## Work required:
All records below are to be set down exactly, each character intact.

[Stored dataset items]
- - -

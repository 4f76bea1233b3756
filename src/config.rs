//! Engine configuration.
//!
//! Every field has a default, so an empty TOML document is a valid
//! configuration:
//!
//! ```toml
//! max_steps = 200000
//! predicate_timeout_ms = 30000
//!
//! [[rules]]
//! name = "replica"
//! path = "rules/ReplicaRules.rules"
//!
//! [repair]
//! dry_run = true
//! ```

use std::path::{Path, PathBuf};
use std::time::Duration;

use serde::{Deserialize, Serialize};

use crate::error::ConfigError;
use crate::query::DEFAULT_MAX_STEPS;

/// Top-level engine configuration.
#[derive(Debug, Clone, PartialEq, Eq, Serialize, Deserialize)]
#[serde(default)]
pub struct EngineConfig {
    /// Solver step limit per query.
    pub max_steps: u64,
    /// Upper bound on each external predicate call.
    pub predicate_timeout_ms: Option<u64>,
    /// Emit a trace event for every resolved goal.
    pub trace: bool,
    /// Rule files, one per repair policy.
    pub rules: Vec<RuleSetConfig>,
    /// Repair layer settings.
    pub repair: RepairConfig,
}

impl Default for EngineConfig {
    fn default() -> Self {
        Self {
            max_steps: DEFAULT_MAX_STEPS,
            predicate_timeout_ms: None,
            trace: false,
            rules: Vec::new(),
            repair: RepairConfig::default(),
        }
    }
}

/// A named rule file.
#[derive(Debug, Clone, PartialEq, Eq, Serialize, Deserialize)]
pub struct RuleSetConfig {
    /// Policy name, used in logs.
    pub name: String,
    /// Path of the rule file.
    pub path: PathBuf,
}

/// Settings for the repair embedding layer.
#[derive(Debug, Clone, PartialEq, Eq, Serialize, Deserialize)]
#[serde(default)]
pub struct RepairConfig {
    /// Record repairs without executing them.
    pub dry_run: bool,
    /// Default execution bound for a scheduled repair.
    pub max_execution_ms: u64,
}

impl Default for RepairConfig {
    fn default() -> Self {
        Self {
            dry_run: false,
            max_execution_ms: 60 * 60 * 1000,
        }
    }
}

impl RepairConfig {
    /// [`Self::max_execution_ms`] as a duration.
    #[must_use]
    pub const fn max_execution(&self) -> Duration {
        Duration::from_millis(self.max_execution_ms)
    }
}

impl EngineConfig {
    /// Parses a TOML document.
    ///
    /// # Errors
    ///
    /// Returns [`ConfigError::Parse`] for malformed TOML or invalid values.
    pub fn from_toml_str(text: &str) -> Result<Self, ConfigError> {
        let config: Self = toml::from_str(text).map_err(|e| ConfigError::Parse {
            message: e.to_string(),
        })?;
        config.validate()?;
        Ok(config)
    }

    /// Reads and parses a TOML file.
    ///
    /// # Errors
    ///
    /// Returns [`ConfigError::Io`] when the file cannot be read, otherwise
    /// see [`EngineConfig::from_toml_str`].
    pub fn load(path: impl AsRef<Path>) -> Result<Self, ConfigError> {
        let path = path.as_ref();
        let text = std::fs::read_to_string(path).map_err(|source| ConfigError::Io {
            path: path.display().to_string(),
            source,
        })?;
        Self::from_toml_str(&text)
    }

    /// The rule file registered under `name`.
    #[must_use]
    pub fn rule_set(&self, name: &str) -> Option<&RuleSetConfig> {
        self.rules.iter().find(|r| r.name == name)
    }

    fn validate(&self) -> Result<(), ConfigError> {
        if self.max_steps == 0 {
            return Err(ConfigError::Parse {
                message: "max_steps must be positive".to_string(),
            });
        }
        if self.predicate_timeout_ms == Some(0) {
            return Err(ConfigError::Parse {
                message: "predicate_timeout_ms must be positive".to_string(),
            });
        }
        Ok(())
    }
}

#[cfg(test)]
mod tests {
    use super::*;
    use crate::query::QueryOptions;

    #[test]
    fn test_empty_document_uses_defaults() {
        let config = EngineConfig::from_toml_str("").unwrap();
        assert_eq!(config, EngineConfig::default());
        assert_eq!(config.max_steps, 1_000_000);
        assert!(!config.repair.dry_run);
    }

    #[test]
    fn test_parse_full_document() {
        let config = EngineConfig::from_toml_str(
            r#"
            max_steps = 5000
            predicate_timeout_ms = 250
            trace = true

            [[rules]]
            name = "replica"
            path = "rules/replica.rules"

            [repair]
            dry_run = true
            "#,
        )
        .unwrap();
        assert_eq!(config.max_steps, 5000);
        assert_eq!(config.rule_set("replica").unwrap().path, PathBuf::from("rules/replica.rules"));
        assert!(config.rule_set("disk").is_none());
        assert!(config.repair.dry_run);
        assert_eq!(config.repair.max_execution(), Duration::from_secs(3600));

        let options = QueryOptions::from(&config);
        assert_eq!(options.max_steps, 5000);
        assert_eq!(options.predicate_timeout, Some(Duration::from_millis(250)));
        assert!(options.trace);
    }

    #[test]
    fn test_invalid_values_rejected() {
        assert!(matches!(
            EngineConfig::from_toml_str("max_steps = 0"),
            Err(ConfigError::Parse { .. })
        ));
        assert!(matches!(
            EngineConfig::from_toml_str("max_steps = \"many\""),
            Err(ConfigError::Parse { .. })
        ));
    }

    #[test]
    fn test_load_missing_file() {
        let err = EngineConfig::load("/nonexistent/mendlog.toml").unwrap_err();
        assert!(matches!(err, ConfigError::Io { .. }));
    }
}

- - -

## Expected output:
repository 4f76bea1233b3756
filename src/config.rs
//! Engine configuration.
//!
//! Every field has a default, so an empty TOML document is a valid
//! configuration:
//!
//! ```toml
//! max_steps = 200000
//! predicate_timeout_ms = 30000
//!
//! [[rules]]
//! name = "replica"
//! path = "rules/ReplicaRules.rules"
//!
//! [repair]
//! dry_run = true
//! ```

use std::path::{Path, PathBuf};
use std::time::Duration;

use serde::{Deserialize, Serialize};

use crate::error::ConfigError;
use crate::query::DEFAULT_MAX_STEPS;

/// Top-level engine configuration.
#[derive(Debug, Clone, PartialEq, Eq, Serialize, Deserialize)]
#[serde(default)]
pub struct EngineConfig {
    /// Solver step limit per query.
    pub max_steps: u64,
    /// Upper bound on each external predicate call.
    pub predicate_timeout_ms: Option<u64>,
    /// Emit a trace event for every resolved goal.
    pub trace: bool,
    /// Rule files, one per repair policy.
    pub rules: Vec<RuleSetConfig>,
    /// Repair layer settings.
    pub repair: RepairConfig,
}

impl Default for EngineConfig {
    fn default() -> Self {
        Self {
            max_steps: DEFAULT_MAX_STEPS,
            predicate_timeout_ms: None,
            trace: false,
            rules: Vec::new(),
            repair: RepairConfig::default(),
        }
    }
}

/// A named rule file.
#[derive(Debug, Clone, PartialEq, Eq, Serialize, Deserialize)]
pub struct RuleSetConfig {
    /// Policy name, used in logs.
    pub name: String,
    /// Path of the rule file.
    pub path: PathBuf,
}

/// Settings for the repair embedding layer.
#[derive(Debug, Clone, PartialEq, Eq, Serialize, Deserialize)]
#[serde(default)]
pub struct RepairConfig {
    /// Record repairs without executing them.
    pub dry_run: bool,
    /// Default execution bound for a scheduled repair.
    pub max_execution_ms: u64,
}

impl Default for RepairConfig {
    fn default() -> Self {
        Self {
            dry_run: false,
            max_execution_ms: 60 * 60 * 1000,
        }
    }
}

impl RepairConfig {
    /// [`Self::max_execution_ms`] as a duration.
    #[must_use]
    pub const fn max_execution(&self) -> Duration {
        Duration::from_millis(self.max_execution_ms)
    }
}

impl EngineConfig {
    /// Parses a TOML document.
    ///
    /// # Errors
    ///
    /// Returns [`ConfigError::Parse`] for malformed TOML or invalid values.
    pub fn from_toml_str(text: &str) -> Result<Self, ConfigError> {
        let config: Self = toml::from_str(text).map_err(|e| ConfigError::Parse {
            message: e.to_string(),
        })?;
        config.validate()?;
        Ok(config)
    }

    /// Reads and parses a TOML file.
    ///
    /// # Errors
    ///
    /// Returns [`ConfigError::Io`] when the file cannot be read, otherwise
    /// see [`EngineConfig::from_toml_str`].
    pub fn load(path: impl AsRef<Path>) -> Result<Self, ConfigError> {
        let path = path.as_ref();
        let text = std::fs::read_to_string(path).map_err(|source| ConfigError::Io {
            path: path.display().to_string(),
            source,
        })?;
        Self::from_toml_str(&text)
    }

    /// The rule file registered under `name`.
    #[must_use]
    pub fn rule_set(&self, name: &str) -> Option<&RuleSetConfig> {
        self.rules.iter().find(|r| r.name == name)
    }

    fn validate(&self) -> Result<(), ConfigError> {
        if self.max_steps == 0 {
            return Err(ConfigError::Parse {
                message: "max_steps must be positive".to_string(),
            });
        }
        if self.predicate_timeout_ms == Some(0) {
            return Err(ConfigError::Parse {
                message: "predicate_timeout_ms must be positive".to_string(),
            });
        }
        Ok(())
    }
}

#[cfg(test)]
mod tests {
    use super::*;
    use crate::query::QueryOptions;

    #[test]
    fn test_empty_document_uses_defaults() {
        let config = EngineConfig::from_toml_str("").unwrap();
        assert_eq!(config, EngineConfig::default());
        assert_eq!(config.max_steps, 1_000_000);
        assert!(!config.repair.dry_run);
    }

    #[test]
    fn test_parse_full_document() {
        let config = EngineConfig::from_toml_str(
            r#"
            max_steps = 5000
            predicate_timeout_ms = 250
            trace = true

            [[rules]]
            name = "replica"
            path = "rules/replica.rules"

            [repair]
            dry_run = true
            "#,
        )
        .unwrap();
        assert_eq!(config.max_steps, 5000);
        assert_eq!(config.rule_set("replica").unwrap().path, PathBuf::from("rules/replica.rules"));
        assert!(config.rule_set("disk").is_none());
        assert!(config.repair.dry_run);
        assert_eq!(config.repair.max_execution(), Duration::from_secs(3600));

        let options = QueryOptions::from(&config);
        assert_eq!(options.max_steps, 5000);
        assert_eq!(options.predicate_timeout, Some(Duration::from_millis(250)));
        assert!(options.trace);
    }

    #[test]
    fn test_invalid_values_rejected() {
        assert!(matches!(
            EngineConfig::from_toml_str("max_steps = 0"),
            Err(ConfigError::Parse { .. })
        ));
        assert!(matches!(
            EngineConfig::from_toml_str("max_steps = \"many\""),
            Err(ConfigError::Parse { .. })
        ));
    }

    #[test]
    fn test_load_missing_file() {
        let err = EngineConfig::load("/nonexistent/mendlog.toml").unwrap_err();
        assert!(matches!(err, ConfigError::Io { .. }));
    }
}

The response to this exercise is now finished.